The Burning Times is a 1990 Canadian documentary, presenting a feminist account of the Early Modern European witchcraft trials.
It was directed by Donna Read and written by Erna Buffie, and features interviews with feminist and Neopagan notables, such as Starhawk, Margot Adler, and Matthew Fox. The Burning Times is the second film in the National Film Board of Canada's Women and Spirituality series, following Goddess Remembered (1989) and preceding Full Circle (1993).

The opening and closing theme music, composed by Loreena McKennitt, was released as the track titled "Tango to Evora" on her 1991 album The Visit.

==Criticism==
===Numbers of women killed===

In the film, Thea Jensen calls this period in history a "Women's Holocaust". She notes that a total number of victims is unknown but that the high number often given is nine million deaths, over a period of 300 or more years. Otherwise, scholarly "high" estimates range around 100,000, with estimates around 60,000 more common.
The nine million figure, according to modern scholarship, originates with a 1784 article by Gottfried Christian Voigt, in which he estimates the figure of 9,442,994 executions between AD 600 and 1700 – a period of 1,100 years – unsupported by any evidence.

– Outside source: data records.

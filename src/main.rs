use mimalloc::MiMalloc;
use std::sync::Arc;
use tokio::net::TcpListener;
use tracing::{info, warn};
use tracing_subscriber::{EnvFilter, layer::SubscriberExt, util::SubscriberInitExt};

use dnsdesk::config::Config;
use dnsdesk::provider::DynuClient;
use dnsdesk::router::{DeskState, desk_router};

#[global_allocator]
static GLOBAL: MiMalloc = MiMalloc;

#[tokio::main]
async fn main() -> Result<(), Box<dyn std::error::Error>> {
    dotenvy::dotenv().ok();

    let cfg = Config::load()?;

    let env_filter =
        EnvFilter::try_from_default_env().unwrap_or_else(|_| EnvFilter::new(cfg.loglevel.clone()));
    tracing_subscriber::registry()
        .with(env_filter)
        .with(
            tracing_subscriber::fmt::layer()
                .with_level(true)
                .with_target(false),
        )
        .init();

    info!(
        bind_addr = %cfg.bind_addr,
        database_url = %cfg.database_url,
        provider = %cfg.provider_base_url,
        proxy = %cfg.proxy.as_ref().map(|u| u.as_str()).unwrap_or("<none>"),
        loglevel = %cfg.loglevel,
        token_ttl_minutes = cfg.token_ttl_minutes,
    );
    if cfg.uses_default_secret() {
        warn!("secret_key is the built-in placeholder; set DNSDESK_SECRET_KEY before exposing this server");
    }
    if cfg.insecure_cookie {
        warn!("insecure_cookie is enabled; session cookies will be sent over plain HTTP");
    }

    let pool = dnsdesk::db::connect(&cfg.database_url).await?;
    let provider = Arc::new(DynuClient::from_config(&cfg)?);

    let state = DeskState::new(pool, provider, &cfg);
    let app = desk_router(state);

    let listener = TcpListener::bind(cfg.bind_addr).await?;
    info!("HTTP server listening on {}", cfg.bind_addr);
    axum::serve(listener, app)
        .with_graceful_shutdown(shutdown_signal())
        .await?;
    Ok(())
}

async fn shutdown_signal() {
    if let Err(e) = tokio::signal::ctrl_c().await {
        warn!(error = %e, "failed to listen for shutdown signal");
        return;
    }
    info!("shutdown signal received");
}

===Criticisms of the Catholic Church===

According to William Donohue and Robert Eady of the Catholic Civil Rights League, the movie is inaccurate in other respects, e.g., placing Trier in France instead of Germany, and dating a stone cross there that is recorded to have been erected in 958 AD to 1132 AD without further explanation. The cross is shown as a "symbol of a new religious cult that was sweeping across Europe", despite Christian presence since 286. Eady, a member of the League in Canada, has cited the film in a complaint to broadcast regulators, in particular mentioning offense at the movie's quote: "it took the Church two hundred years of terror and death to transform the image of paganism into devil worship, and folk culture into heresy". Eady describes the documentary as propaganda intended to represent the Christian Church as "a wicked, patriarchal, misogynist institution".
Jack Kapica adds "Women have genuine grievances with the Church. The Burning Times, however, is not going to help their cause."